Whenever a line below holds the word "ImageFormat", copy that line.

[Collected data entries]
---

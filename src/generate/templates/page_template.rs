use crate::generate::{
    dtos::generate_image_dto::GenerateImageDto, enums::image_format::ImageFormat,
    errors::GenerateApiError, models::generation_result::GenerationResult,
};

static APP_NAME: &str = "AI Image Generator";

pub enum PageNotice<'a> {
    Result(&'a GenerationResult),
    Warning(String),
    Error(String),
}

impl<'a> From<&GenerateApiError> for PageNotice<'a> {
    fn from(error: &GenerateApiError) -> Self {
        let message = error.value().message;

        match error.is_warning() {
            true => Self::Warning(message),
            false => Self::Error(message),
        }
    }
}

/// The whole single page: the form, re-filled with `dto`, followed by the
/// outcome of the last submission if there is one.
pub fn render_page(dto: &GenerateImageDto, notice: Option<&PageNotice>) -> String {
    let notice_html = match notice {
        Some(notice) => render_notice(notice),
        None => String::new(),
    };

    format!(
        r#"<!DOCTYPE html>
<html lang="en">
<head>
    <meta charset="utf-8">
    <meta name="viewport" content="width=device-width, initial-scale=1">
    <title>{app_name}</title>
</head>
<body>
    <main>
        <h1>{app_name}</h1>
        <p>Generate high-quality images with AI. Powered by Hugging Face.</p>
        <form method="post" action="/generate" onsubmit="this.querySelector('button').disabled = true; document.getElementById('busy').hidden = false;">
            <label>Your Prompt
                <input type="text" name="prompt" value="{prompt}" placeholder="Describe the image you want...">
            </label>
            <label>Creativity (Guidance Scale)
                <input type="number" name="guidance_scale" value="{guidance_scale}" min="1.0" max="20.0" step="0.5" required>
            </label>
            <label>Image Height (px)
                <input type="number" name="height" value="{height}" min="256" max="1024" step="64" required>
            </label>
            <label>Image Width (px)
                <input type="number" name="width" value="{width}" min="256" max="1024" step="64" required>
            </label>
            <fieldset>
                <legend>Download Format</legend>
                {format_options}
            </fieldset>
            <button type="submit">Generate Image</button>
            <p id="busy" hidden>Generating image... Please wait...</p>
        </form>
        {notice_html}
    </main>
</body>
</html>
"#,
        app_name = APP_NAME,
        prompt = escape_html(&dto.prompt),
        guidance_scale = dto.guidance_scale,
        height = dto.height,
        width = dto.width,
        format_options = render_format_options(dto.format),
        notice_html = notice_html,
    )
}

fn render_format_options(selected: ImageFormat) -> String {
    [ImageFormat::Png, ImageFormat::Jpg]
        .iter()
        .map(|format| {
            format!(
                r#"<label><input type="radio" name="format" value="{value}"{checked}> {value}</label>"#,
                value = format.value(),
                checked = if *format == selected { " checked" } else { "" },
            )
        })
        .collect::<Vec<_>>()
        .join("\n                ")
}

fn render_notice(notice: &PageNotice) -> String {
    match notice {
        PageNotice::Warning(message) => render_alert("warning", message, None),
        PageNotice::Error(message) => render_alert("error", message, None),
        PageNotice::Result(result) => render_result(result),
    }
}

fn render_result(result: &GenerationResult) -> String {
    match result {
        GenerationResult::Success {
            suggested_filename,
            format,
            ..
        } => format!(
            r#"<section class="result success">
            <figure>
                <img src="{src}" alt="Generated Image" width="400">
                <figcaption>{caption}</figcaption>
            </figure>
            <a href="{href}" download="{filename}">Download {ext} Image</a>
        </section>"#,
            src = result.inline_src().unwrap_or_default(),
            caption = escape_html(&result.message()),
            href = result.download_href().unwrap_or_default(),
            filename = escape_html(suggested_filename),
            ext = format.value(),
        ),
        GenerationResult::Pending => render_alert("warning", &result.message(), None),
        GenerationResult::Forbidden => render_alert("error", &result.message(), None),
        GenerationResult::Failure {
            diagnostic_text, ..
        } => render_alert("error", &result.message(), Some(diagnostic_text.as_str())),
        GenerationResult::Exception { description } => {
            render_alert("error", &result.message(), Some(description.as_str()))
        }
    }
}

fn render_alert(level: &str, message: &str, detail: Option<&str>) -> String {
    let detail_html = match detail {
        Some(detail) => format!("\n            <pre><code>{}</code></pre>", escape_html(detail)),
        None => String::new(),
    };

    format!(
        r#"<section class="result {level}" role="alert">
            <p>{message}</p>{detail_html}
        </section>"#,
        level = level,
        message = escape_html(message),
        detail_html = detail_html,
    )
}

pub fn escape_html(value: &str) -> String {
    let mut escaped = String::with_capacity(value.len());

    for c in value.chars() {
        match c {
            '&' => escaped.push_str("&amp;"),
            '<' => escaped.push_str("&lt;"),
            '>' => escaped.push_str("&gt;"),
            '"' => escaped.push_str("&quot;"),
            '\'' => escaped.push_str("&#39;"),
            _ => escaped.push(c),
        }
    }

    escaped
}
pub mod image_format;
pub mod generate_image_dto;
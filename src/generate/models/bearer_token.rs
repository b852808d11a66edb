use std::fmt;

use serde::Deserialize;

/// Credential for the inference api. Never printed.
#[derive(Clone, PartialEq, Eq, Deserialize)]
#[serde(transparent)]
pub struct BearerToken(String);

impl BearerToken {
    pub fn new(token: impl Into<String>) -> Self {
        Self(token.into())
    }

    pub fn as_str(&self) -> &str {
        &self.0
    }

    pub fn is_blank(&self) -> bool {
        self.0.trim().is_empty()
    }
}

impl fmt::Debug for BearerToken {
    fn fmt(&self, f: &mut fmt::Formatter<'_>) -> fmt::Result {
        f.write_str("BearerToken(***)")
    }
}
pub mod controller;
pub mod envy;
pub mod errors;
pub mod models;
pub mod util;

---

Answer space
    dtos::generate_image_dto::GenerateImageDto, enums::image_format::ImageFormat,
fn render_format_options(selected: ImageFormat) -> String {
    [ImageFormat::Png, ImageFormat::Jpg]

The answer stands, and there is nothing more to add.